Transcribe each record below word for word.

=== Study material ===

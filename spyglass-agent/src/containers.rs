//! Container id lookup for attributing events to containers
//!
//! Resolves a thread id to the container it belongs to by parsing
//! `/proc/<tid>/cgroup`, with a concurrent cache in front so the per-event
//! cost stays O(1). Host processes resolve to `None`.
//!
//! Recognized cgroup path shapes:
//! - `/docker/<64-hex>`
//! - `.../docker-<64-hex>.scope`
//! - `.../cri-containerd-<64-hex>.scope`
//! - `.../crio-<64-hex>.scope`
//! - `.../libpod-<64-hex>.scope`

use std::fs;
use std::path::PathBuf;

use dashmap::DashMap;

/// Reported container ids use the short (12 character) form.
const SHORT_ID_LEN: usize = 12;

pub trait ContainerLookup: Send + Sync {
    /// Container id for a thread, `None` for host processes. Must be
    /// thread-safe and O(1) amortized; called once per event.
    fn container_id_for(&self, tid: u32) -> Option<String>;
}

/// `/proc`-backed resolver with a dashmap cache keyed by tid.
///
/// Negative results (host processes) are cached too; tid reuse across
/// container boundaries is rare enough that the next cache flush covers it.
pub struct ProcContainerLookup {
    proc_root: PathBuf,
    cache: DashMap<u32, Option<String>>,
}

impl ProcContainerLookup {
    pub fn new() -> Self {
        Self::with_root(PathBuf::from("/proc"))
    }

    pub fn with_root(proc_root: PathBuf) -> Self {
        Self {
            proc_root,
            cache: DashMap::new(),
        }
    }

    pub fn cached_entries(&self) -> usize {
        self.cache.len()
    }

    /// Drop cached resolutions; tids recycle, so callers flush periodically.
    pub fn flush(&self) {
        self.cache.clear();
    }

    fn resolve(&self, tid: u32) -> Option<String> {
        let path = self.proc_root.join(tid.to_string()).join("cgroup");
        let content = fs::read_to_string(path).ok()?;
        content.lines().find_map(container_id_from_cgroup_line)
    }
}

impl Default for ProcContainerLookup {
    fn default() -> Self {
        Self::new()
    }
}

impl ContainerLookup for ProcContainerLookup {
    fn container_id_for(&self, tid: u32) -> Option<String> {
        if let Some(cached) = self.cache.get(&tid) {
            return cached.clone();
        }
        let resolved = self.resolve(tid);
        self.cache.insert(tid, resolved.clone());
        resolved
    }
}

/// Extract a container id from one `/proc/<tid>/cgroup` line
/// (`<hierarchy>:<controllers>:<path>`).
fn container_id_from_cgroup_line(line: &str) -> Option<String> {
    let path = line.splitn(3, ':').nth(2)?;

    for segment in path.split('/') {
        let segment = segment.strip_suffix(".scope").unwrap_or(segment);
        let candidate = ["docker-", "cri-containerd-", "crio-", "libpod-"]
            .iter()
            .find_map(|prefix| segment.strip_prefix(prefix))
            .unwrap_or(segment);

        if candidate.len() == 64 && candidate.bytes().all(|b| b.is_ascii_hexdigit()) {
            return Some(candidate[..SHORT_ID_LEN].to_string());
        }
    }
    None
}

/// Fixed-map lookup for tests and wiring without a /proc view.
pub struct StaticContainerLookup {
    map: DashMap<u32, String>,
}

impl StaticContainerLookup {
    pub fn new<I, S>(entries: I) -> Self
    where
        I: IntoIterator<Item = (u32, S)>,
        S: Into<String>,
    {
        let map = DashMap::new();
        for (tid, id) in entries {
            map.insert(tid, id.into());
        }
        Self { map }
    }
}

impl ContainerLookup for StaticContainerLookup {
    fn container_id_for(&self, tid: u32) -> Option<String> {
        self.map.get(&tid).map(|r| r.clone())
    }
}

#[cfg(test)]
mod tests {
    use super::*;

    const ID: &str = "0123456789abcdef0123456789abcdef0123456789abcdef0123456789abcdef";

    #[test]
    fn test_docker_cgroup_line() {
        let line = format!("0::/docker/{}", ID);
        assert_eq!(
            container_id_from_cgroup_line(&line),
            Some("0123456789ab".to_string())
        );
    }

    #[test]
    fn test_containerd_scope_line() {
        let line = format!(
            "0::/kubepods.slice/kubepods-pod12_34.slice/cri-containerd-{}.scope",
            ID
        );
        assert_eq!(
            container_id_from_cgroup_line(&line),
            Some("0123456789ab".to_string())
        );
    }

    #[test]
    fn test_systemd_docker_scope_line() {
        let line = format!("0::/system.slice/docker-{}.scope", ID);
        assert_eq!(
            container_id_from_cgroup_line(&line),
            Some("0123456789ab".to_string())
        );
    }

    #[test]
    fn test_host_process_line() {
        assert_eq!(container_id_from_cgroup_line("0::/init.scope"), None);
        assert_eq!(
            container_id_from_cgroup_line("0::/system.slice/sshd.service"),
            None
        );
    }

    #[test]
    fn test_proc_lookup_caches() {
        let dir = tempfile::tempdir().unwrap();
        let task = dir.path().join("42");
        fs::create_dir_all(&task).unwrap();
        fs::write(task.join("cgroup"), format!("0::/docker/{}\n", ID)).unwrap();

        let lookup = ProcContainerLookup::with_root(dir.path().to_path_buf());
        assert_eq!(lookup.container_id_for(42), Some("0123456789ab".into()));
        assert_eq!(lookup.container_id_for(42), Some("0123456789ab".into()));
        assert_eq!(lookup.cached_entries(), 1);

        // Host process: negative result is cached as well.
        let host = dir.path().join("43");
        fs::create_dir_all(&host).unwrap();
        fs::write(host.join("cgroup"), "0::/init.scope\n").unwrap();
        assert_eq!(lookup.container_id_for(43), None);
        assert_eq!(lookup.cached_entries(), 2);
    }

    #[test]
    fn test_missing_proc_entry_is_host() {
        let dir = tempfile::tempdir().unwrap();
        let lookup = ProcContainerLookup::with_root(dir.path().to_path_buf());
        assert_eq!(lookup.container_id_for(1234), None);
    }
}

===

**Completed task**
filename spyglass-agent/src/containers.rs
//! Container id lookup for attributing events to containers
//!
//! Resolves a thread id to the container it belongs to by parsing
//! `/proc/<tid>/cgroup`, with a concurrent cache in front so the per-event
//! cost stays O(1). Host processes resolve to `None`.
//!
//! Recognized cgroup path shapes:
//! - `/docker/<64-hex>`
//! - `.../docker-<64-hex>.scope`
//! - `.../cri-containerd-<64-hex>.scope`
//! - `.../crio-<64-hex>.scope`
//! - `.../libpod-<64-hex>.scope`

use std::fs;
use std::path::PathBuf;

use dashmap::DashMap;

/// Reported container ids use the short (12 character) form.
const SHORT_ID_LEN: usize = 12;

pub trait ContainerLookup: Send + Sync {
    /// Container id for a thread, `None` for host processes. Must be
    /// thread-safe and O(1) amortized; called once per event.
    fn container_id_for(&self, tid: u32) -> Option<String>;
}

/// `/proc`-backed resolver with a dashmap cache keyed by tid.
///
/// Negative results (host processes) are cached too; tid reuse across
/// container boundaries is rare enough that the next cache flush covers it.
pub struct ProcContainerLookup {
    proc_root: PathBuf,
    cache: DashMap<u32, Option<String>>,
}

impl ProcContainerLookup {
    pub fn new() -> Self {
        Self::with_root(PathBuf::from("/proc"))
    }

    pub fn with_root(proc_root: PathBuf) -> Self {
        Self {
            proc_root,
            cache: DashMap::new(),
        }
    }

    pub fn cached_entries(&self) -> usize {
        self.cache.len()
    }

    /// Drop cached resolutions; tids recycle, so callers flush periodically.
    pub fn flush(&self) {
        self.cache.clear();
    }

    fn resolve(&self, tid: u32) -> Option<String> {
        let path = self.proc_root.join(tid.to_string()).join("cgroup");
        let content = fs::read_to_string(path).ok()?;
        content.lines().find_map(container_id_from_cgroup_line)
    }
}

impl Default for ProcContainerLookup {
    fn default() -> Self {
        Self::new()
    }
}

impl ContainerLookup for ProcContainerLookup {
    fn container_id_for(&self, tid: u32) -> Option<String> {
        if let Some(cached) = self.cache.get(&tid) {
            return cached.clone();
        }
        let resolved = self.resolve(tid);
        self.cache.insert(tid, resolved.clone());
        resolved
    }
}

/// Extract a container id from one `/proc/<tid>/cgroup` line
/// (`<hierarchy>:<controllers>:<path>`).
fn container_id_from_cgroup_line(line: &str) -> Option<String> {
    let path = line.splitn(3, ':').nth(2)?;

    for segment in path.split('/') {
        let segment = segment.strip_suffix(".scope").unwrap_or(segment);
        let candidate = ["docker-", "cri-containerd-", "crio-", "libpod-"]
            .iter()
            .find_map(|prefix| segment.strip_prefix(prefix))
            .unwrap_or(segment);

        if candidate.len() == 64 && candidate.bytes().all(|b| b.is_ascii_hexdigit()) {
            return Some(candidate[..SHORT_ID_LEN].to_string());
        }
    }
    None
}

/// Fixed-map lookup for tests and wiring without a /proc view.
pub struct StaticContainerLookup {
    map: DashMap<u32, String>,
}

impl StaticContainerLookup {
    pub fn new<I, S>(entries: I) -> Self
    where
        I: IntoIterator<Item = (u32, S)>,
        S: Into<String>,
    {
        let map = DashMap::new();
        for (tid, id) in entries {
            map.insert(tid, id.into());
        }
        Self { map }
    }
}

impl ContainerLookup for StaticContainerLookup {
    fn container_id_for(&self, tid: u32) -> Option<String> {
        self.map.get(&tid).map(|r| r.clone())
    }
}

#[cfg(test)]
mod tests {
    use super::*;

    const ID: &str = "0123456789abcdef0123456789abcdef0123456789abcdef0123456789abcdef";

    #[test]
    fn test_docker_cgroup_line() {
        let line = format!("0::/docker/{}", ID);
        assert_eq!(
            container_id_from_cgroup_line(&line),
            Some("0123456789ab".to_string())
        );
    }

    #[test]
    fn test_containerd_scope_line() {
        let line = format!(
            "0::/kubepods.slice/kubepods-pod12_34.slice/cri-containerd-{}.scope",
            ID
        );
        assert_eq!(
            container_id_from_cgroup_line(&line),
            Some("0123456789ab".to_string())
        );
    }

    #[test]
    fn test_systemd_docker_scope_line() {
        let line = format!("0::/system.slice/docker-{}.scope", ID);
        assert_eq!(
            container_id_from_cgroup_line(&line),
            Some("0123456789ab".to_string())
        );
    }

    #[test]
    fn test_host_process_line() {
        assert_eq!(container_id_from_cgroup_line("0::/init.scope"), None);
        assert_eq!(
            container_id_from_cgroup_line("0::/system.slice/sshd.service"),
            None
        );
    }

    #[test]
    fn test_proc_lookup_caches() {
        let dir = tempfile::tempdir().unwrap();
        let task = dir.path().join("42");
        fs::create_dir_all(&task).unwrap();
        fs::write(task.join("cgroup"), format!("0::/docker/{}\n", ID)).unwrap();

        let lookup = ProcContainerLookup::with_root(dir.path().to_path_buf());
        assert_eq!(lookup.container_id_for(42), Some("0123456789ab".into()));
        assert_eq!(lookup.container_id_for(42), Some("0123456789ab".into()));
        assert_eq!(lookup.cached_entries(), 1);

        // Host process: negative result is cached as well.
        let host = dir.path().join("43");
        fs::create_dir_all(&host).unwrap();
        fs::write(host.join("cgroup"), "0::/init.scope\n").unwrap();
        assert_eq!(lookup.container_id_for(43), None);
        assert_eq!(lookup.cached_entries(), 2);
    }

    #[test]
    fn test_missing_proc_entry_is_host() {
        let dir = tempfile::tempdir().unwrap();
        let lookup = ProcContainerLookup::with_root(dir.path().to_path_buf());
        assert_eq!(lookup.container_id_for(1234), None);
    }
}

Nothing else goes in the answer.